Provided information:

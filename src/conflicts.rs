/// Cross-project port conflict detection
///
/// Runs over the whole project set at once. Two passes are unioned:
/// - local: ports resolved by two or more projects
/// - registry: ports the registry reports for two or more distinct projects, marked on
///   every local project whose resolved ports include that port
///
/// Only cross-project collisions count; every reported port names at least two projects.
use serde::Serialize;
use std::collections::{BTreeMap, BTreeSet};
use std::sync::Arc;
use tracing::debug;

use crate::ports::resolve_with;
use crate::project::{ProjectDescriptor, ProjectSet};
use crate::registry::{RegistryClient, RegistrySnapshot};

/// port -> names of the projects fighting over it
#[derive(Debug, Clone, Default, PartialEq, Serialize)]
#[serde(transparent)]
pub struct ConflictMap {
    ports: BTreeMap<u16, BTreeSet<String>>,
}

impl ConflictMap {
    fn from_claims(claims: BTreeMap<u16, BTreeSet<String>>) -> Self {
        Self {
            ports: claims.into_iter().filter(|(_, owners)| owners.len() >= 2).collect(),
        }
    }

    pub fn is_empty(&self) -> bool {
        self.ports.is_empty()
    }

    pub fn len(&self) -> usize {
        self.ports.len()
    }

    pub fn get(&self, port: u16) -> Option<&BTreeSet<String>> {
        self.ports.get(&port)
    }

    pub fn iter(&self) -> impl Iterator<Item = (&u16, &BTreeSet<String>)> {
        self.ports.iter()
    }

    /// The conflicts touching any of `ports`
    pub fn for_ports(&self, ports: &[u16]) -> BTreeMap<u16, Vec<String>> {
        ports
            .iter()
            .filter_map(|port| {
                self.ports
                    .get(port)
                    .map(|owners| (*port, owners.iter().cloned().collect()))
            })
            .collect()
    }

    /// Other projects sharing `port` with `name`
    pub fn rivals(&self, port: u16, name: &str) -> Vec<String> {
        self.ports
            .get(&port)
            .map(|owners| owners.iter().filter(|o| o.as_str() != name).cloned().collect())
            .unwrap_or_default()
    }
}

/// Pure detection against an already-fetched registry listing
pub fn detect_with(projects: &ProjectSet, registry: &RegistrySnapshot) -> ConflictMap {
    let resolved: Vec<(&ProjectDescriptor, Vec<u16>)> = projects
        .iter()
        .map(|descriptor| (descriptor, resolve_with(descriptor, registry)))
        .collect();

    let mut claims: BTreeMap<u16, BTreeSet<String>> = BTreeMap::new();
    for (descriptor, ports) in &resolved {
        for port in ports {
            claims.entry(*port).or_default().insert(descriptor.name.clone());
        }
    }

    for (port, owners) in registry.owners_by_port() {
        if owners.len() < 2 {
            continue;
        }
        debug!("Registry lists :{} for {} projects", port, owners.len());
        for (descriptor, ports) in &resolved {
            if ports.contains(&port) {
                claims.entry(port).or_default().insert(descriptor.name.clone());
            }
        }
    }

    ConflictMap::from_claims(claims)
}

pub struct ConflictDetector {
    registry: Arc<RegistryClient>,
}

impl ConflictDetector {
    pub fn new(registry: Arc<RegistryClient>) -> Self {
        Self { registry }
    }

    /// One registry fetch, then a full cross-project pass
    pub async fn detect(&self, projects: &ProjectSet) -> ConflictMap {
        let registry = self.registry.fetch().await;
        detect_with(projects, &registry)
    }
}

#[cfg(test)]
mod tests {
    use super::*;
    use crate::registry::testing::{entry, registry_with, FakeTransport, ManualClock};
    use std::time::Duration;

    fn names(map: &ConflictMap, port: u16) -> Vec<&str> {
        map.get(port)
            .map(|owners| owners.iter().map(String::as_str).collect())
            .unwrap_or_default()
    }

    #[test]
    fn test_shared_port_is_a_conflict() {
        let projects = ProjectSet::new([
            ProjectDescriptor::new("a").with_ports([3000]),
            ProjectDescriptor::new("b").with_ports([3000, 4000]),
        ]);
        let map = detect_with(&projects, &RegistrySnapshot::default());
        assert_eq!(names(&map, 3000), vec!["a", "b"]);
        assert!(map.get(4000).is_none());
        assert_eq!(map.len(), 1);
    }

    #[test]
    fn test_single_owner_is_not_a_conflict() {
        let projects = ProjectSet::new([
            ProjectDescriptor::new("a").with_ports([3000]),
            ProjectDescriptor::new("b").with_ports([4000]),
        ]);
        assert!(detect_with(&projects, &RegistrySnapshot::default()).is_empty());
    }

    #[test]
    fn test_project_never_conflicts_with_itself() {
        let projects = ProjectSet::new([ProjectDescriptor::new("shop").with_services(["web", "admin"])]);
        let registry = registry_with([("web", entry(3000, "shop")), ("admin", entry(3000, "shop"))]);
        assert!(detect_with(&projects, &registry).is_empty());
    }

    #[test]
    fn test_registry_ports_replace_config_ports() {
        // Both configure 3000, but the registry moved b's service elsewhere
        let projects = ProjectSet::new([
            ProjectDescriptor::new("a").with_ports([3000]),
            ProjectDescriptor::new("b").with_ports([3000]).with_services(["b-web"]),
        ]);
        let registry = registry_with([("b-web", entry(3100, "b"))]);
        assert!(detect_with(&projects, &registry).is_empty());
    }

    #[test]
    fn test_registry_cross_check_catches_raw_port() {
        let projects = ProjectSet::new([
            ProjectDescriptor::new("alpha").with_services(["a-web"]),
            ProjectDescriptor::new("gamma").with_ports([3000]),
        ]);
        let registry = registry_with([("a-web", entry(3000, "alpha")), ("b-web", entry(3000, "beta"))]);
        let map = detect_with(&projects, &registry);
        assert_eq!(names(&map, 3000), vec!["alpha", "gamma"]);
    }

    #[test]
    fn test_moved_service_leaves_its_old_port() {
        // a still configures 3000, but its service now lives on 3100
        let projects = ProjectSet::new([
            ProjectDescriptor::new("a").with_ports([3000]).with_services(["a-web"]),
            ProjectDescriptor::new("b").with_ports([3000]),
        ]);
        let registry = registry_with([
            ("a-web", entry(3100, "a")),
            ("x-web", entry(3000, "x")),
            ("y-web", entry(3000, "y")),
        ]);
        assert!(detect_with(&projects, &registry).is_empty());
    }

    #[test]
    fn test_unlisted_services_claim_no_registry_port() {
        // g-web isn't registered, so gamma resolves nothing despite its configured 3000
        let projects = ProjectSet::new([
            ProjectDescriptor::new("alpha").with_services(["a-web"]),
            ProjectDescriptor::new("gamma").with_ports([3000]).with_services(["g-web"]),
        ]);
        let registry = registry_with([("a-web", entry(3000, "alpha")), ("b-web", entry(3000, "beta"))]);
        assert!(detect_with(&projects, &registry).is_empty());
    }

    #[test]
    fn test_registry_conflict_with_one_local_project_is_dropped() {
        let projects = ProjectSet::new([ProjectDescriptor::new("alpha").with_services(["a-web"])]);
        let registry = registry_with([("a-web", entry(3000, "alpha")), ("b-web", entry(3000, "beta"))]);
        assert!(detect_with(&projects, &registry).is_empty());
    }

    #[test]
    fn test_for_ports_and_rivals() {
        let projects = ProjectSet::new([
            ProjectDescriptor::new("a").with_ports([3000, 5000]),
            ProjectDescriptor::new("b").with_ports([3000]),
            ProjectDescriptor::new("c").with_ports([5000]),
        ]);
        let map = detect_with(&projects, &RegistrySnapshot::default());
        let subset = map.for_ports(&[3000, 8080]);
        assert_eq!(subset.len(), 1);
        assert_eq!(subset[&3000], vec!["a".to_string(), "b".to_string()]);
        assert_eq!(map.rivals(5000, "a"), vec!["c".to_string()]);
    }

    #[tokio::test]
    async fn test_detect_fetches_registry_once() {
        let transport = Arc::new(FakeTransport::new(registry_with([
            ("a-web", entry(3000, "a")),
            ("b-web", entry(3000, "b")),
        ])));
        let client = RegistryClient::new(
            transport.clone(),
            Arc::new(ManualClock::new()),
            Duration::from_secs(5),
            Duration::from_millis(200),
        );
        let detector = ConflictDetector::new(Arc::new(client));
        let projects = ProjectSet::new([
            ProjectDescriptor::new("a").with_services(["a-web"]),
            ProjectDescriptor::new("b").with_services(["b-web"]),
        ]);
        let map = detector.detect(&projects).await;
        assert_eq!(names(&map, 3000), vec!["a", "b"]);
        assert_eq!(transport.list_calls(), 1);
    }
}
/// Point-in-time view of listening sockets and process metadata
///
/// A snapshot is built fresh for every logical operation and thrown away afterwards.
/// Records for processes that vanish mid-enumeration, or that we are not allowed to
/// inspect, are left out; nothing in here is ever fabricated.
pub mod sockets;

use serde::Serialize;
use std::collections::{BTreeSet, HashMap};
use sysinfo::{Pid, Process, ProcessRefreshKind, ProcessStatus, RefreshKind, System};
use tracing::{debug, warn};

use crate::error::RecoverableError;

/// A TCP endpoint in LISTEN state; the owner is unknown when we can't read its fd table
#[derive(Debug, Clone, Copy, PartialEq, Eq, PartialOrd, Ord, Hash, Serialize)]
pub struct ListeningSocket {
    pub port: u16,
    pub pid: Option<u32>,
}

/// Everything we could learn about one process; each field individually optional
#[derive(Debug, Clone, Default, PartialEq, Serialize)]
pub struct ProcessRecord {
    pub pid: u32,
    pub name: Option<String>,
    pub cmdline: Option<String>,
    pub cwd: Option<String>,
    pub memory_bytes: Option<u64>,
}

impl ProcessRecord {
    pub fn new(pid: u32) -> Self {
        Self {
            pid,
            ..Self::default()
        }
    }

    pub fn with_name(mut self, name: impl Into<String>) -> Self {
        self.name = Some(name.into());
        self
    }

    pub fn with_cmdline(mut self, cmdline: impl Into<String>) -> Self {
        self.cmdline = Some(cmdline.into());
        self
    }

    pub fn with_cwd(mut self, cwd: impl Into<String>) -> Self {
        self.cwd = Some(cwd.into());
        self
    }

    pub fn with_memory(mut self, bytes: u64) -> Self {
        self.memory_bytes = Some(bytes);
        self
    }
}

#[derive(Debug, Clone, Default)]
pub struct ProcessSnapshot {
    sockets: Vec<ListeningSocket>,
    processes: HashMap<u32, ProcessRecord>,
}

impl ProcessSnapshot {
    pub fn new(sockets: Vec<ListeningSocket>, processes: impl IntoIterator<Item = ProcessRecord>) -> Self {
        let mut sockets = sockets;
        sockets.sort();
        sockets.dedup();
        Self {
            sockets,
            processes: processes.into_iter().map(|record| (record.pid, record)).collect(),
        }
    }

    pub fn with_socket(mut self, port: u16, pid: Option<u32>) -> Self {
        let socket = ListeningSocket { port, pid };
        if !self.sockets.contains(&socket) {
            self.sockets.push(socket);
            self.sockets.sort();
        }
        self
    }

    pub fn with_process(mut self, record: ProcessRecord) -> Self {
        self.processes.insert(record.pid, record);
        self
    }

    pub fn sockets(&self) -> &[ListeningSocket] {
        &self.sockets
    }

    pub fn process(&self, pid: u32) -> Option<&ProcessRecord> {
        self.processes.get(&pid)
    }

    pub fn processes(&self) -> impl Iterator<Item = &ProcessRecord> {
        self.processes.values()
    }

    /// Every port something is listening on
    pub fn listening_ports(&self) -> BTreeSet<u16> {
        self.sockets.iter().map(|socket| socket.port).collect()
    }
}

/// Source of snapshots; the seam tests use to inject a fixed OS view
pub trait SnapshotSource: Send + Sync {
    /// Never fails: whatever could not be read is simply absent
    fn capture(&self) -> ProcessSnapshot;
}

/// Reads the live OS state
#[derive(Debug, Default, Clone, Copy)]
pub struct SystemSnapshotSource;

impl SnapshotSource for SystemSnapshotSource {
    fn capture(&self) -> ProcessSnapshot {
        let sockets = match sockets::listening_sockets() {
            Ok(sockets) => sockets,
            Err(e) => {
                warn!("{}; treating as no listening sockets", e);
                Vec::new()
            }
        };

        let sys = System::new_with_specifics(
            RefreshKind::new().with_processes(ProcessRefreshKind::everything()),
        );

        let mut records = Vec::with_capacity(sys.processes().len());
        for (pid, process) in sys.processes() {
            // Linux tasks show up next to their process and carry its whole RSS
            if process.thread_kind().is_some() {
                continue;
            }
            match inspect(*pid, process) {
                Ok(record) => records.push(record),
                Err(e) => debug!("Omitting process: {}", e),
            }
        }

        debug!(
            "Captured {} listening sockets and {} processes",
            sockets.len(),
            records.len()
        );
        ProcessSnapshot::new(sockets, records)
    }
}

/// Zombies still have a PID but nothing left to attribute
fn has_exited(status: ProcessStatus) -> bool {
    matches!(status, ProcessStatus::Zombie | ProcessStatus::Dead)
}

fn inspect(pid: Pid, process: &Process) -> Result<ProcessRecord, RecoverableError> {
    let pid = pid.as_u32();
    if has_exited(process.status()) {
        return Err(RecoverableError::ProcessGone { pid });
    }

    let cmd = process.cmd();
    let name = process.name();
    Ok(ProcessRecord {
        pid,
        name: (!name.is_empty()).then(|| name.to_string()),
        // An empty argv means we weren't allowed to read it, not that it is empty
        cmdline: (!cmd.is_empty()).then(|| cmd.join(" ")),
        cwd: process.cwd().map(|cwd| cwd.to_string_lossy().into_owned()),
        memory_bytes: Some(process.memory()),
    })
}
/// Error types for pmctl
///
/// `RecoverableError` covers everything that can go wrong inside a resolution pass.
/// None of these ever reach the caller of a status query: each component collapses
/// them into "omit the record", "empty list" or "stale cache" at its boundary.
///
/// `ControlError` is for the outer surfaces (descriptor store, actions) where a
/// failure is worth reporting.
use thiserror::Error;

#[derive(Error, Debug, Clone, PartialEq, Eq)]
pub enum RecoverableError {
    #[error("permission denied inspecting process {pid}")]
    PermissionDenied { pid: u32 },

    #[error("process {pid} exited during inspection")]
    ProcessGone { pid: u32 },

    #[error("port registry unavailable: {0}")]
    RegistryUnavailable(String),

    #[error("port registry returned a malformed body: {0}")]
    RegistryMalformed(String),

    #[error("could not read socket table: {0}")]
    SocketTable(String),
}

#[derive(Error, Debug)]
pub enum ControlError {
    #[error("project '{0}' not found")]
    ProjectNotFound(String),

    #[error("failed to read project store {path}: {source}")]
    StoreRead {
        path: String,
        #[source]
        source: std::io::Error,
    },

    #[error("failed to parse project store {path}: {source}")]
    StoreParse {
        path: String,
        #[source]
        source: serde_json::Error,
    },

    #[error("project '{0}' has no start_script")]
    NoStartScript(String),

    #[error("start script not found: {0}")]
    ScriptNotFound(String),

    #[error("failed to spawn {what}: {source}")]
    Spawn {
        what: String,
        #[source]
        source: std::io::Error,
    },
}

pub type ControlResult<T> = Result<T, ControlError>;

Work required:
Keep only those lines of the records that hold "still", and return them.

The completed task:
        // a still configures 3000, but its service now lives on 3100
/// Zombies still have a PID but nothing left to attribute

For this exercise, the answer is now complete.